Curious to hear if anyone else has found success with Rebuilding Rails, and what they found most helpful.

If you want to do the same thing (build up from 1st principles) with CSS, I ravingly endorse Axiomatic CSS as defined and implemented in https://every-layout.dev

Disclaimers: no affiliation, just a very satisfied customer. IME the free content alone is illuminating, and having paid $100 to access to the full "book" incl all the layouts' implementation it was a bargain.

Starting my projects from every-layout instead of using foundation/bootstrap has been like the move away from jQuery as js developed.
I learned RoR from the wonderful Agile Web Development with Rails (2nd edition). David Black’s “Ruby for Rails” and a little later “Eloquent Ruby” helped me to better grasp the difference between Ruby the language and Rails the framework.

I was a kid, and read the first two books 14 years ago. One on a holiday in Kenya and the other in Egypt. No distractions, just travel, family and reading.

These days it seems like a lot of junior developers want to learn it more interactively. I hope books stay popular. In my opinion, they do a great job at explaining the why & the reasoning, instead of just showing you how.

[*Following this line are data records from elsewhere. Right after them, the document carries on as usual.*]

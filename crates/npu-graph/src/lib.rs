// Copyright (c) 2025 Dimitris Kafetzis
//
// Licensed under the MIT License.
// See LICENSE file in the project root for full license information.
//
// SPDX-License-Identifier: MIT

//! # npu-graph
//!
//! [`CompiledGraph`] owns one compiled artifact for its whole life. Device
//! resources (the hardware graph handle and a dedicated command queue) are
//! acquired by [`CompiledGraph::initialize`], either at construction or
//! later, and torn down in a fixed order when the graph is dropped.
//!
//! The [`export`] module holds the on-disk container formats: the raw blob,
//! and the size-prefixed layouts that carry an init model and its compiled
//! init stages next to the main blob.

pub mod export;

mod error;
mod graph;

pub use error::{GraphError, GraphResult};
pub use export::{blob_hash, ExportContainer};
pub use graph::{ArgumentDescriptor, CompiledGraph};
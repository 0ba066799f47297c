// Copyright (c) 2025 Dimitris Kafetzis
//
// Licensed under the MIT License.
// See LICENSE file in the project root for full license information.
//
// SPDX-License-Identifier: MIT

//! `npu-rt run` command: compile, prepare and run on the simulated device.
//!
//! Demonstrates the full type-state pipeline:
//! ```text
//! InferenceSession<Idle> → compile → <Compiled> → prepare → <Ready> → run
//! ```
//! Extra requests share the prepared graph and run concurrently on the
//! blocking thread pool.

use super::{banner, format_bytes, Context, ModelArgs};
use runtime::{InferRequest, InferenceOutput};

pub async fn execute(
    ctx: &Context,
    model_args: &ModelArgs,
    requests: usize,
    iterations: usize,
) -> anyhow::Result<()> {
    banner("Inference Runner");

    if requests == 0 || iterations == 0 {
        anyhow::bail!("--requests and --iterations must be at least 1");
    }

    let model = model_args.load()?;
    let npu = &ctx.config.npu;
    println!("  Config:");
    println!("   Model:       {}", model.name);
    println!("   Batch mode:  {:?}", npu.batch_mode);
    println!("   Sync:        {:?}", npu.sync_discipline);
    println!("   Sequential:  {}", npu.run_inferences_sequentially);
    println!("   Profiling:   {}", npu.perf_count);
    println!("   Requests:    {requests} x {iterations}");
    println!();

    // ── Type-State Pipeline ──────────────────────────────────
    let ready = ctx.session()?.compile(&model)?.prepare()?;
    let graph = ready.graph();
    println!(
        "  Graph '{}' ready on {} streams",
        graph.metadata().name,
        ready.request().pipeline().stream_count()
    );
    println!();

    let inputs: Vec<Vec<u8>> = ready
        .request()
        .input_sizes()
        .into_iter()
        .enumerate()
        .map(|(i, size)| (0..size).map(|b| (b + i) as u8).collect())
        .collect();

    let mut handles = Vec::with_capacity(requests);
    for id in 0..requests {
        let request = ready.create_request()?;
        let inputs = inputs.clone();
        handles.push(tokio::task::spawn_blocking(move || {
            run_request(id, request, &inputs, iterations)
        }));
    }

    for handle in handles {
        let (id, output) = handle.await??;
        print_output(id, &output);
    }

    drop(ready);
    tracing::debug!("Device stats after teardown: {:?}", ctx.device.stats());
    Ok(())
}

fn run_request(
    id: usize,
    mut request: InferRequest,
    inputs: &[Vec<u8>],
    iterations: usize,
) -> anyhow::Result<(usize, InferenceOutput)> {
    let inputs: Vec<&[u8]> = inputs.iter().map(Vec::as_slice).collect();
    let mut last = request.infer(&inputs)?;
    for _ in 1..iterations {
        last = request.infer(&inputs)?;
    }
    Ok((id, last))
}

fn print_output(id: usize, output: &InferenceOutput) {
    println!("  Request {id}:");
    for (i, data) in output.outputs.iter().enumerate() {
        let checksum = data.iter().fold(0u32, |acc, &b| acc.wrapping_add(u32::from(b)));
        println!(
            "   Output {i}: {} checksum {checksum:#010x}",
            format_bytes(data.len())
        );
    }
    println!("   {}", output.metrics.summary());
    for entry in &output.metrics.operations {
        println!(
            "   {:<24} {:<12} {:<12} {:>10.3} us",
            entry.node_name,
            entry.node_type,
            entry.exec_type,
            entry.real_time.as_secs_f64() * 1e6,
        );
    }
    println!();
}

I read all of those and would like to add two more:

1) Learn to Program, by Chris Pine. It's the best book I've read on learning to program in any language.

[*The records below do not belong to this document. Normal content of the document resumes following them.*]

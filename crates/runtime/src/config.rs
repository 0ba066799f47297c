// Copyright (c) 2025 Dimitris Kafetzis
//
// Licensed under the MIT License.
// See LICENSE file in the project root for full license information.
//
// SPDX-License-Identifier: MIT

//! Runtime configuration loaded from TOML files or constructed programmatically.
//!
//! # TOML Format
//! ```toml
//! stream_count = 4
//! timestamps = true
//! wait_timeout_ms = 5000
//!
//! [npu]
//! COMPILER_TYPE = "DRIVER"
//! SEPARATE_WEIGHTS_VERSION = 2
//! SYNC_DISCIPLINE = "EVENT"
//! ```

use crate::{RuntimeError, RuntimeResult};
use npu_common::NpuConfig;
use npu_driver::WAIT_FOREVER;
use std::path::{Path, PathBuf};
use std::time::Duration;

/// Configuration for inference sessions.
#[derive(Debug, Clone, PartialEq, serde::Serialize, serde::Deserialize)]
#[serde(default, deny_unknown_fields)]
pub struct RuntimeConfig {
    /// Directory holding the compiler library. Defaults to the directory of
    /// the running executable.
    pub compiler_library_dir: Option<PathBuf>,
    /// Streams per pipeline. When unset, a batch handled by the runtime is
    /// split one sample per stream and anything else runs on one stream.
    pub stream_count: Option<usize>,
    /// Record device timestamps around every graph execution.
    pub timestamps: bool,
    /// Host wait limit in milliseconds; unset waits as long as the device
    /// takes.
    pub wait_timeout_ms: Option<u64>,
    /// Device and compiler properties.
    pub npu: NpuConfig,
}

impl RuntimeConfig {
    /// Loads configuration from a TOML file.
    pub fn from_file(path: &Path) -> RuntimeResult<Self> {
        let content = std::fs::read_to_string(path).map_err(|e| {
            RuntimeError::ConfigError(format!("cannot read config '{}': {e}", path.display()))
        })?;
        Self::from_toml(&content)
    }

    /// Parses configuration from a TOML string.
    pub fn from_toml(toml_str: &str) -> RuntimeResult<Self> {
        toml::from_str(toml_str)
            .map_err(|e| RuntimeError::ConfigError(format!("TOML parse error: {e}")))
    }

    /// Serialises configuration to TOML.
    pub fn to_toml(&self) -> RuntimeResult<String> {
        toml::to_string_pretty(self)
            .map_err(|e| RuntimeError::ConfigError(format!("TOML serialise error: {e}")))
    }

    /// Applies `KEY=VALUE` property overrides to the device configuration.
    pub fn apply_overrides<'a>(
        &mut self,
        overrides: impl IntoIterator<Item = &'a str>,
    ) -> RuntimeResult<()> {
        self.npu.apply_overrides(overrides)?;
        Ok(())
    }

    /// Host wait limit for fences and events.
    pub fn wait_timeout(&self) -> Duration {
        self.wait_timeout_ms
            .map(Duration::from_millis)
            .unwrap_or(WAIT_FOREVER)
    }

    /// Resolves the number of pipeline streams for a graph whose runtime
    /// batch is `batch`.
    pub fn resolve_stream_count(&self, batch: Option<usize>) -> RuntimeResult<usize> {
        match self.stream_count {
            Some(0) => Err(RuntimeError::ConfigError(
                "stream_count must be at least 1".into(),
            )),
            Some(count) => Ok(count),
            None => Ok(batch.unwrap_or(1)),
        }
    }
}

impl Default for RuntimeConfig {
    fn default() -> Self {
        Self {
            compiler_library_dir: None,
            stream_count: None,
            timestamps: false,
            wait_timeout_ms: None,
            npu: NpuConfig::default(),
        }
    }
}

#[cfg(test)]
mod tests {
    use super::*;
    use npu_common::{CompilerType, SyncDiscipline};

    #[test]
    fn test_default() {
        let c = RuntimeConfig::default();
        assert_eq!(c.stream_count, None);
        assert!(!c.timestamps);
        assert_eq!(c.wait_timeout(), WAIT_FOREVER);
        assert_eq!(c.npu, NpuConfig::default());
    }

    #[test]
    fn test_from_toml() {
        let toml = r#"
compiler_library_dir = "/opt/npu/lib"
stream_count = 2
timestamps = true
wait_timeout_ms = 250

[npu]
COMPILER_TYPE = "DRIVER"
SEPARATE_WEIGHTS_VERSION = 3
SYNC_DISCIPLINE = "EVENT"
"#;
        let c = RuntimeConfig::from_toml(toml).unwrap();
        assert_eq!(c.compiler_library_dir, Some(PathBuf::from("/opt/npu/lib")));
        assert_eq!(c.stream_count, Some(2));
        assert!(c.timestamps);
        assert_eq!(c.wait_timeout(), Duration::from_millis(250));
        assert_eq!(c.npu.compiler_type, CompilerType::Driver);
        assert_eq!(c.npu.separate_weights_version, 3);
        assert_eq!(c.npu.sync_discipline, SyncDiscipline::Event);
    }

    #[test]
    fn test_unknown_keys_rejected() {
        assert!(RuntimeConfig::from_toml("streams = 2").is_err());
        assert!(RuntimeConfig::from_toml("[npu]\nTURBO_MODE = true").is_err());
    }

    #[test]
    fn test_to_toml_roundtrip() {
        let mut c = RuntimeConfig {
            stream_count: Some(4),
            timestamps: true,
            ..Default::default()
        };
        c.npu.run_inferences_sequentially = true;
        let toml = c.to_toml().unwrap();
        let back = RuntimeConfig::from_toml(&toml).unwrap();
        assert_eq!(back, c);
    }

    #[test]
    fn test_overrides_reach_device_config() {
        let mut c = RuntimeConfig::default();
        c.apply_overrides(["PERF_COUNT=YES", "MODEL_PRIORITY=HIGH"])
            .unwrap();
        assert!(c.npu.perf_count);
        assert!(c.apply_overrides(["NOT_A_KEY=1"]).is_err());
    }

    #[test]
    fn test_resolve_stream_count() {
        let c = RuntimeConfig::default();
        assert_eq!(c.resolve_stream_count(None).unwrap(), 1);
        assert_eq!(c.resolve_stream_count(Some(4)).unwrap(), 4);

        let c = RuntimeConfig {
            stream_count: Some(2),
            ..Default::default()
        };
        assert_eq!(c.resolve_stream_count(Some(4)).unwrap(), 2);

        let c = RuntimeConfig {
            stream_count: Some(0),
            ..Default::default()
        };
        assert!(c.resolve_stream_count(None).is_err());
    }
}
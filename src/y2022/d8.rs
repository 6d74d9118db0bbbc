use {crate::*, glam::IVec2};

/// Height of a single tree, 0-9
#[derive(Debug)]
#[cfg_attr(test, derive(PartialEq))]
struct Height(u8);

#[allow(dead_code)]
#[derive(Debug)]
#[cfg_attr(test, derive(PartialEq))]
pub struct CharIsNotAsciiDigit(char);

impl TryFrom<char> for Height {
    type Error = CharIsNotAsciiDigit;

    fn try_from(height_char: char) -> Result<Self, Self::Error> {
        if height_char.is_ascii_digit() {
            Ok(Self(height_char as u8 - ZERO_OFFSET))
        } else {
            Err(CharIsNotAsciiDigit(height_char))
        }
    }
}

#[derive(Debug, Default)]
struct Visibility(bool);

/// Marks trees taller than every tree before them in the sweep; the first tree of a row or column
/// has nothing before it and is always visible
#[derive(Default)]
struct ComputeVisibility {
    tallest_so_far: Option<u8>,
}

impl GridVisitor for ComputeVisibility {
    type Old = Height;
    type New = Visibility;

    fn visit_cell(
        &mut self,
        new: &mut Self::New,
        old: &Self::Old,
        _old_grid: &Grid2D<Self::Old>,
        _rev_dir: Direction,
        _pos: IVec2,
    ) {
        if self
            .tallest_so_far
            .map_or(true, |tallest_so_far| old.0 > tallest_so_far)
        {
            new.0 = true;
        }

        self.tallest_so_far = Some(
            self.tallest_so_far
                .map_or(old.0, |tallest_so_far| tallest_so_far.max(old.0)),
        );
    }
}

/// Product of the four directional viewing distances
#[derive(Debug)]
struct ScenicScore(u32);

impl Default for ScenicScore {
    fn default() -> Self {
        Self(1_u32)
    }
}

/// Accumulates one direction's viewing distance per sweep, using the most recent sweep position of
/// each height: the blocking tree is the nearest earlier tree at least as tall, or the edge if
/// there is none
#[derive(Default)]
struct ComputeViewingDistance {
    steps: u32,
    last_position_by_height: [Option<u32>; 10_usize],
}

impl GridVisitor for ComputeViewingDistance {
    type Old = Height;
    type New = ScenicScore;

    fn visit_cell(
        &mut self,
        new: &mut Self::New,
        old: &Self::Old,
        _old_grid: &Grid2D<Self::Old>,
        _rev_dir: Direction,
        _pos: IVec2,
    ) {
        let height_index: usize = old.0 as usize;
        let blocking_position: u32 = self.last_position_by_height[height_index..]
            .iter()
            .flatten()
            .copied()
            .max()
            .unwrap_or_default();

        new.0 *= self.steps - blocking_position;
        self.last_position_by_height[height_index] = Some(self.steps);
        self.steps += 1_u32;
    }
}

#[cfg_attr(test, derive(Debug, PartialEq))]
pub struct Solution(Grid2D<Height>);

impl Solution {
    fn visible_tree_count(&self) -> usize {
        ComputeVisibility::visit_grid(&self.0)
            .cells()
            .iter()
            .filter(|visibility: &&Visibility| visibility.0)
            .count()
    }

    fn max_scenic_score(&self) -> u32 {
        ComputeViewingDistance::visit_grid(&self.0)
            .cells()
            .iter()
            .map(|scenic_score: &ScenicScore| scenic_score.0)
            .max()
            .unwrap_or_default()
    }
}

impl RunQuestions for Solution {
    fn q1_internal(&mut self, _args: &QuestionArgs) {
        dbg!(self.visible_tree_count());
    }

    fn q2_internal(&mut self, _args: &QuestionArgs) {
        dbg!(self.max_scenic_score());
    }
}

impl<'i> TryFrom<&'i str> for Solution {
    type Error = GridParseError<'i, CharIsNotAsciiDigit>;

    fn try_from(input: &'i str) -> Result<Self, Self::Error> {
        Ok(Self(Grid2D::<Height>::try_from(input)?))
    }
}

#[cfg(test)]
mod tests {
    use super::*;

    const HEIGHT_GRID_STR: &str = "\
        30373\n\
        25512\n\
        65332\n\
        33549\n\
        35390";

    fn solution() -> Solution {
        macro_rules! heights { [ $( $height:expr ),* ] => { vec![ $( Height($height), )* ] }; }

        Solution(
            Grid2D::try_from_cells_and_width(
                heights![
                    3, 0, 3, 7, 3, 2, 5, 5, 1, 2, 6, 5, 3, 3, 2, 3, 3, 5, 4, 9, 3, 5, 3, 9, 0
                ],
                5_usize,
            )
            .unwrap(),
        )
    }

    #[test]
    fn test_try_from_str() {
        assert_eq!(Solution::try_from(HEIGHT_GRID_STR), Ok(solution()));
    }

    #[test]
    fn test_visible_tree_count() {
        assert_eq!(solution().visible_tree_count(), 21_usize);
    }

    #[test]
    fn test_max_scenic_score() {
        assert_eq!(solution().max_scenic_score(), 8_u32);
    }
}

2) Practical Ruby Projects: Ideas for the Eclectic Programmer, by Topher Cyll. In a sense it wasn't "practical" at all. But it was a joyous eye-opener to all kinds of applications that turned me into a whirlwind of enthusiasm for months!

Aw, thanks! (3rd edition is in the works)
> Learn to Program, by Chris Pine

My first programming book, 10 years ago in a few months I think. Great read.

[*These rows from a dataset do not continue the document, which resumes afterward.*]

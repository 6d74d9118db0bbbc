use {
    crate::*, static_assertions::const_assert, std::mem::transmute, strum::EnumCount,
    strum_macros::EnumCount as EnumCountMacro,
};

/// A shape thrown in a round of Rock Paper Scissors, worth its own score when played
#[derive(Clone, Copy, Debug, EnumCountMacro, PartialEq)]
#[repr(u8)]
enum Shape {
    Rock,
    Paper,
    Scissors,
}

const_assert!(Shape::COUNT == 3_usize);

impl Shape {
    const fn from_u8(value: u8) -> Self {
        // SAFETY: The modulo keeps the value in range of the variants, per the `const_assert`
        // above
        unsafe { transmute(value % Shape::COUNT as u8) }
    }

    fn score(self) -> u32 {
        self as u32 + 1_u32
    }

    /// The shape this shape defeats, one step back in the Rock → Paper → Scissors cycle
    fn defeats(self) -> Self {
        Self::from_u8(self as u8 + 2_u8)
    }

    /// The shape this shape loses to, one step forward in the cycle
    fn loses_to(self) -> Self {
        Self::from_u8(self as u8 + 1_u8)
    }

    fn outcome_against(self, opponent: Self) -> Outcome {
        if self == opponent {
            Outcome::Draw
        } else if self.defeats() == opponent {
            Outcome::Win
        } else {
            Outcome::Loss
        }
    }

    /// The shape to respond with such that the round against `opponent` ends in `outcome`
    fn for_outcome(opponent: Self, outcome: Outcome) -> Self {
        match outcome {
            Outcome::Loss => opponent.defeats(),
            Outcome::Draw => opponent,
            Outcome::Win => opponent.loses_to(),
        }
    }
}

#[derive(Clone, Copy, Debug, PartialEq)]
enum Outcome {
    Loss,
    Draw,
    Win,
}

impl Outcome {
    fn score(self) -> u32 {
        match self {
            Self::Loss => 0_u32,
            Self::Draw => 3_u32,
            Self::Win => 6_u32,
        }
    }
}

/// One line of the strategy guide: the opponent's shape, and the response column kept as its
/// offset from `'X'` because the two questions read it differently
#[derive(Clone, Copy)]
#[cfg_attr(test, derive(Debug, PartialEq))]
struct Round {
    opponent: Shape,
    response: u8,
}

impl Round {
    fn response_as_shape_score(self) -> u32 {
        let response: Shape = Shape::from_u8(self.response);

        response.score() + response.outcome_against(self.opponent).score()
    }

    fn response_as_outcome_score(self) -> u32 {
        let outcome: Outcome = match self.response {
            0_u8 => Outcome::Loss,
            1_u8 => Outcome::Draw,
            _ => Outcome::Win,
        };

        Shape::for_outcome(self.opponent, outcome).score() + outcome.score()
    }
}

/// A line that doesn't match `{A|B|C} {X|Y|Z}`
#[allow(dead_code)]
#[derive(Debug)]
#[cfg_attr(test, derive(PartialEq))]
pub struct InvalidRound<'s>(&'s str);

impl<'s> TryFrom<&'s str> for Round {
    type Error = InvalidRound<'s>;

    fn try_from(round_str: &'s str) -> Result<Self, Self::Error> {
        match *round_str.as_bytes() {
            [opponent @ b'A'..=b'C', b' ', response @ b'X'..=b'Z'] => Ok(Self {
                opponent: Shape::from_u8(opponent - b'A'),
                response: response - b'X',
            }),
            _ => Err(InvalidRound(round_str)),
        }
    }
}

#[cfg_attr(test, derive(Debug, PartialEq))]
pub struct Solution(Vec<Round>);

impl Solution {
    fn total_score_with_response_as_shape(&self) -> u32 {
        self.0.iter().copied().map(Round::response_as_shape_score).sum()
    }

    fn total_score_with_response_as_outcome(&self) -> u32 {
        self.0
            .iter()
            .copied()
            .map(Round::response_as_outcome_score)
            .sum()
    }
}

impl RunQuestions for Solution {
    fn q1_internal(&mut self, _args: &QuestionArgs) {
        dbg!(self.total_score_with_response_as_shape());
    }

    fn q2_internal(&mut self, _args: &QuestionArgs) {
        dbg!(self.total_score_with_response_as_outcome());
    }
}

impl<'i> TryFrom<&'i str> for Solution {
    type Error = InvalidRound<'i>;

    fn try_from(input: &'i str) -> Result<Self, Self::Error> {
        input
            .lines()
            .map(Round::try_from)
            .collect::<Result<Vec<Round>, Self::Error>>()
            .map(Self)
    }
}

#[cfg(test)]
mod tests {
    use super::*;

    const STRATEGY_GUIDE_STR: &str = "\
        A Y\n\
        B X\n\
        C Z";

    fn solution() -> Solution {
        Solution(vec![
            Round {
                opponent: Shape::Rock,
                response: 1_u8,
            },
            Round {
                opponent: Shape::Paper,
                response: 0_u8,
            },
            Round {
                opponent: Shape::Scissors,
                response: 2_u8,
            },
        ])
    }

    #[test]
    fn test_try_from_str() {
        assert_eq!(Solution::try_from(STRATEGY_GUIDE_STR), Ok(solution()));
        assert!(Solution::try_from("A  Y").is_err());
        assert!(Solution::try_from("D X").is_err());
    }

    #[test]
    fn test_shape_cycle() {
        assert_eq!(Shape::Rock.defeats(), Shape::Scissors);
        assert_eq!(Shape::Paper.defeats(), Shape::Rock);
        assert_eq!(Shape::Scissors.defeats(), Shape::Paper);
        assert_eq!(Shape::Rock.loses_to(), Shape::Paper);
    }

    #[test]
    fn test_total_score_with_response_as_shape() {
        assert_eq!(solution().total_score_with_response_as_shape(), 15_u32);
    }

    #[test]
    fn test_total_score_with_response_as_outcome() {
        assert_eq!(solution().total_score_with_response_as_outcome(), 12_u32);
    }
}
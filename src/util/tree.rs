use std::iter::from_fn;

/// A stable handle addressing a node within its [`Tree`]
///
/// Handles are never invalidated: the arena only grows, and nodes are never moved or removed.
#[derive(Clone, Copy, Debug, Eq, Hash, PartialEq)]
pub struct NodeIndex(u32);

impl NodeIndex {
    #[inline]
    fn get(self) -> usize {
        self.0 as usize
    }
}

/// A single node of a [`Tree`]: a value, an ordered list of children, and a navigational link back
/// to its parent
#[cfg_attr(test, derive(Debug, PartialEq))]
pub struct Node<T> {
    value: T,
    parent: Option<NodeIndex>,
    children: Vec<NodeIndex>,
}

impl<T> Node<T> {
    fn new(value: T, parent: Option<NodeIndex>) -> Self {
        Self {
            value,
            parent,
            children: Vec::new(),
        }
    }

    #[inline]
    pub fn value(&self) -> &T {
        &self.value
    }

    #[inline]
    pub fn value_mut(&mut self) -> &mut T {
        &mut self.value
    }

    #[inline]
    pub fn parent(&self) -> Option<NodeIndex> {
        self.parent
    }

    /// The node's children, in insertion order
    #[inline]
    pub fn children(&self) -> &[NodeIndex] {
        &self.children
    }
}

/// A multi-way tree backed by a node arena
///
/// Each node is owned by the arena and addressed by [`NodeIndex`]; the child lists define the tree
/// shape, while parent links are purely navigational. Children can only be created in place under
/// an existing parent, so every node except the root has exactly one parent, and the tree is
/// acyclic by construction.
#[cfg_attr(test, derive(Debug, PartialEq))]
pub struct Tree<T> {
    nodes: Vec<Node<T>>,
}

impl<T> Tree<T> {
    pub fn new(root_value: T) -> Self {
        Self {
            nodes: vec![Node::new(root_value, None)],
        }
    }

    #[inline]
    pub fn root(&self) -> NodeIndex {
        NodeIndex(0_u32)
    }

    #[inline]
    pub fn len(&self) -> usize {
        self.nodes.len()
    }

    #[inline]
    pub fn get(&self, index: NodeIndex) -> &Node<T> {
        &self.nodes[index.get()]
    }

    #[inline]
    pub fn get_mut(&mut self, index: NodeIndex) -> &mut Node<T> {
        &mut self.nodes[index.get()]
    }

    pub fn parent_of(&self, index: NodeIndex) -> Option<NodeIndex> {
        self.get(index).parent
    }

    /// Allocates a new node holding `value` and appends it to `parent`'s child list
    pub fn add_child(&mut self, parent: NodeIndex, value: T) -> NodeIndex {
        let child: NodeIndex = NodeIndex(self.nodes.len() as u32);

        self.nodes.push(Node::new(value, Some(parent)));
        self.nodes[parent.get()].children.push(child);

        child
    }

    /// Lazily yields `start` followed by the descendants of each of its children, in child-list
    /// order (pre-order traversal)
    pub fn iter_depth_first(&self, start: NodeIndex) -> impl Iterator<Item = NodeIndex> + '_ {
        let mut pending: Vec<NodeIndex> = vec![start];

        from_fn(move || {
            let index: NodeIndex = pending.pop()?;

            pending.extend(self.get(index).children.iter().rev().copied());

            Some(index)
        })
    }
}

My favorite thing about it was how it made even trivially simple exercises fun by making the content humorous. At the beginning you really need that extra reward!
7 years for me next month
The Rails tutorial is of exceptional quality. I wish more software had explanations that clear.
I see that Rebuilding Rails doesn't mention a version number of the book, and sales page is actually very uninformative about the actual content. Elsewhere I see it was first published in 2012- How relevant do you find the 'latest' version to modern development? And what is the latest version, has it been updated for rails 6?

Have you got any other recommendations for intermediate to advanced rails topics?

I just downloaded the free chapter. I don't see a Rails version number, but it does mention Ruby 2.6 and the book is dated thusly:

> This Version: April 2020 (Free-Chapters Edition)

> Rebuilding Rails is copyright Noah Gibbs, 2012-2020

The thing to read to really accelerate your Ruby/Rails education is the Rails source code, particularly the Model-adjacent classes and perhaps the router/controller as well.

Then use the patterns you find! No greater joy than your own project specific functionality feeling like a native part of Rails and it tended to make me use more robust approaches.

Metaprogramming Ruby by Paolo Perrotta has the best explanation of Ruby's object system I've seen.

It's a must-read for anyone working with Ruby, even if you have no interest in metaprogramming. Despite the title, it's a very approachable and widely-applicable book.

Just starting to learn rails myself so I am glad I found this thread. I have been going through https://open.appacademy.io/. It has a lot of example problems and projects which helps me learn. That is also why I like https://www.railstutorial.org/book (although it is more like a well done tutorial than example problems).
I was in high school when Rails came out. I wanted a Mac so bad just for TextMate. But Rails and the whole philosophy of 37Signals even going back to Getting Real were total life changers. Everything from how I act to my writing to my presentation skills have all been influenced heavily by DHH and Jason Fried.

If anyone has recommendations for soft skills books that are relatable to tech please let me know.

the other book that is great for ruby is eloquent ruby. one of the best programming books I've read and one of the few that I've read cover to cover instead of piecemeal.